### Problem
Scan the records below, and wherever a line has the word "insert", pull it out.

━━━ Information ━━━

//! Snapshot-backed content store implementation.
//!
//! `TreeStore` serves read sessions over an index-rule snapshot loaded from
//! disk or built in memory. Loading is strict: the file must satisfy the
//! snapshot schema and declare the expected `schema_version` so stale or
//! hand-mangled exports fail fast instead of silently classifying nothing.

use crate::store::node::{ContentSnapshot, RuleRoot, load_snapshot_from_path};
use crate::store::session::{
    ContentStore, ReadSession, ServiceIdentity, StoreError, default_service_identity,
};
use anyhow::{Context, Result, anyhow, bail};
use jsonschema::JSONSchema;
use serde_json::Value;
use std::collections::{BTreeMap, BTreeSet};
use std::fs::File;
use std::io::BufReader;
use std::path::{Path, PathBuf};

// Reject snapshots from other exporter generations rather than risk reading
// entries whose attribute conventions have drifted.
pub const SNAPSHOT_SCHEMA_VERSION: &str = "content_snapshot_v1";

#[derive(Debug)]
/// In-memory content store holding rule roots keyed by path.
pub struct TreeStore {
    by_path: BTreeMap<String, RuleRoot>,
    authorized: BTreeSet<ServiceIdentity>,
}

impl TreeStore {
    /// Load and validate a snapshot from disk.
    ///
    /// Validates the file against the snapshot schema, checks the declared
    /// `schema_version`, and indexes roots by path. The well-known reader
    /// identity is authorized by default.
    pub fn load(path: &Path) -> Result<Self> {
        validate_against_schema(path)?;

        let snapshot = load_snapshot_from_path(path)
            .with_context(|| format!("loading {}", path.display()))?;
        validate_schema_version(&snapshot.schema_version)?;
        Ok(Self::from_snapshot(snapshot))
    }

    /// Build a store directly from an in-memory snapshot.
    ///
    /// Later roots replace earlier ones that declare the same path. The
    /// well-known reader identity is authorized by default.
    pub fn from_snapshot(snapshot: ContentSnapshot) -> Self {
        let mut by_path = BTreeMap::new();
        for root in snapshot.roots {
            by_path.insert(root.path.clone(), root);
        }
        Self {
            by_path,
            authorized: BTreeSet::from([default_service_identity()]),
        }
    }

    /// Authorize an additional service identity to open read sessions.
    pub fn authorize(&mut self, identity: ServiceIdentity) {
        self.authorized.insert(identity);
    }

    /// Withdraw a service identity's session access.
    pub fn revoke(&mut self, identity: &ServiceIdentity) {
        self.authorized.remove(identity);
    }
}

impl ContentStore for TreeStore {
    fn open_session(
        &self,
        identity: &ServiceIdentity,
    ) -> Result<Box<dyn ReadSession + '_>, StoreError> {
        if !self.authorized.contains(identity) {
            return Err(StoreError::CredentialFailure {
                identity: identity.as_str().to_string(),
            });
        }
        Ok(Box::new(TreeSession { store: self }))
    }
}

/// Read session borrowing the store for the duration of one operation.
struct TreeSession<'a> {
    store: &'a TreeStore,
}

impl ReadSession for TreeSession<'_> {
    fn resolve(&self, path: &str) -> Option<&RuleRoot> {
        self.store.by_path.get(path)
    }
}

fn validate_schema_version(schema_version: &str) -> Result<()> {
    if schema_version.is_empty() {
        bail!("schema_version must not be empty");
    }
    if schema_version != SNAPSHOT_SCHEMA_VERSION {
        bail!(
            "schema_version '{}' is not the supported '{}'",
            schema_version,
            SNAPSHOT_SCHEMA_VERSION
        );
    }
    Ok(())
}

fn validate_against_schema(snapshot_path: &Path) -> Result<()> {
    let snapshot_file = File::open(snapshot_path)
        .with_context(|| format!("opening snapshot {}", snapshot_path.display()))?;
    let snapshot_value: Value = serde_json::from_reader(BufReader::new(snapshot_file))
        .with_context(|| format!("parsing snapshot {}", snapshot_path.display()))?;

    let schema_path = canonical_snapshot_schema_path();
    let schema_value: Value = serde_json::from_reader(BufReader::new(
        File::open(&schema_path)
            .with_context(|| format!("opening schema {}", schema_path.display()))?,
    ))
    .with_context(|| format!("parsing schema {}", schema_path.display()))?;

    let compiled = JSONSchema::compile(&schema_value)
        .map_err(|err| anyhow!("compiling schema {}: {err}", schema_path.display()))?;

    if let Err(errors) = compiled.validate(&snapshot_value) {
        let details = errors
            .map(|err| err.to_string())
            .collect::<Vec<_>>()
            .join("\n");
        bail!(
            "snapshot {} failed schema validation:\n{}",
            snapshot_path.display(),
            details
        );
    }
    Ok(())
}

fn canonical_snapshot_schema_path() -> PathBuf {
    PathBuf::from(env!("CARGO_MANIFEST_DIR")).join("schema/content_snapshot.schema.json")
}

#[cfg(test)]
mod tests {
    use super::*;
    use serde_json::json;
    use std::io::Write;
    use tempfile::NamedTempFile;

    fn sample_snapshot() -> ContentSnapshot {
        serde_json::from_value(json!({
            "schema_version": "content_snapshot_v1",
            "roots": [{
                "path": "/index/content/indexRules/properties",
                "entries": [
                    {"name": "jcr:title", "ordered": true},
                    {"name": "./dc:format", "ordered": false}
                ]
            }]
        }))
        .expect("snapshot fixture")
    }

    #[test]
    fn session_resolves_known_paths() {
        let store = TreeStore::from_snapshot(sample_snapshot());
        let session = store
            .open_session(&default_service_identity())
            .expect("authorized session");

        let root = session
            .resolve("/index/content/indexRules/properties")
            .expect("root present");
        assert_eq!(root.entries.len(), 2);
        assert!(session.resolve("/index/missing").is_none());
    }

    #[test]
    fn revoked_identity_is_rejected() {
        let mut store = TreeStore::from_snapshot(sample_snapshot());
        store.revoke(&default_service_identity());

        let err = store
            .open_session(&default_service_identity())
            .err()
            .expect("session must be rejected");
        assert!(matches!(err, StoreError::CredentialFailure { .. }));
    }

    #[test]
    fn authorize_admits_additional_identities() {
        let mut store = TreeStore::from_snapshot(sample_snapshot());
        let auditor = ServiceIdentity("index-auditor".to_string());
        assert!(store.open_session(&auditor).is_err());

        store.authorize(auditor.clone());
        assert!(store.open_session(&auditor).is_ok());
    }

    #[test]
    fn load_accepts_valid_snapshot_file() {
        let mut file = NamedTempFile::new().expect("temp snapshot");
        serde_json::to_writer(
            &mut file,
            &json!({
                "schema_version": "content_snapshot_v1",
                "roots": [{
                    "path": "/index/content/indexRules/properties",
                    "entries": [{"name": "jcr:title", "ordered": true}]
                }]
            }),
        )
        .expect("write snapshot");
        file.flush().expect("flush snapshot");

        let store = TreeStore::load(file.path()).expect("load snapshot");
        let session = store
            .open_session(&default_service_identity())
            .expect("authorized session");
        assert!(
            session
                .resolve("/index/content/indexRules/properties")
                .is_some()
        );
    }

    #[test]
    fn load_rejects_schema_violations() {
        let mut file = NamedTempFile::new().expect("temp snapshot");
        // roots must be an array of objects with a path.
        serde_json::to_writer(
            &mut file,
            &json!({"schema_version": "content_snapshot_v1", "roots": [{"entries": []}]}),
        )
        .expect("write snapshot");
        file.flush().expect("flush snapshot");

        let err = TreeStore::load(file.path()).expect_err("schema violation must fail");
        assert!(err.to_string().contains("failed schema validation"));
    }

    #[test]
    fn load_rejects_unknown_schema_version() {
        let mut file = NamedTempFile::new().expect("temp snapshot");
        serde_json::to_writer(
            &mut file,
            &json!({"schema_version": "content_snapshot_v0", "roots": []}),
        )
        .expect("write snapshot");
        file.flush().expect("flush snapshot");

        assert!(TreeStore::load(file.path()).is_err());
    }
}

━━━

### Answer
            by_path.insert(root.path.clone(), root);
        self.authorized.insert(identity);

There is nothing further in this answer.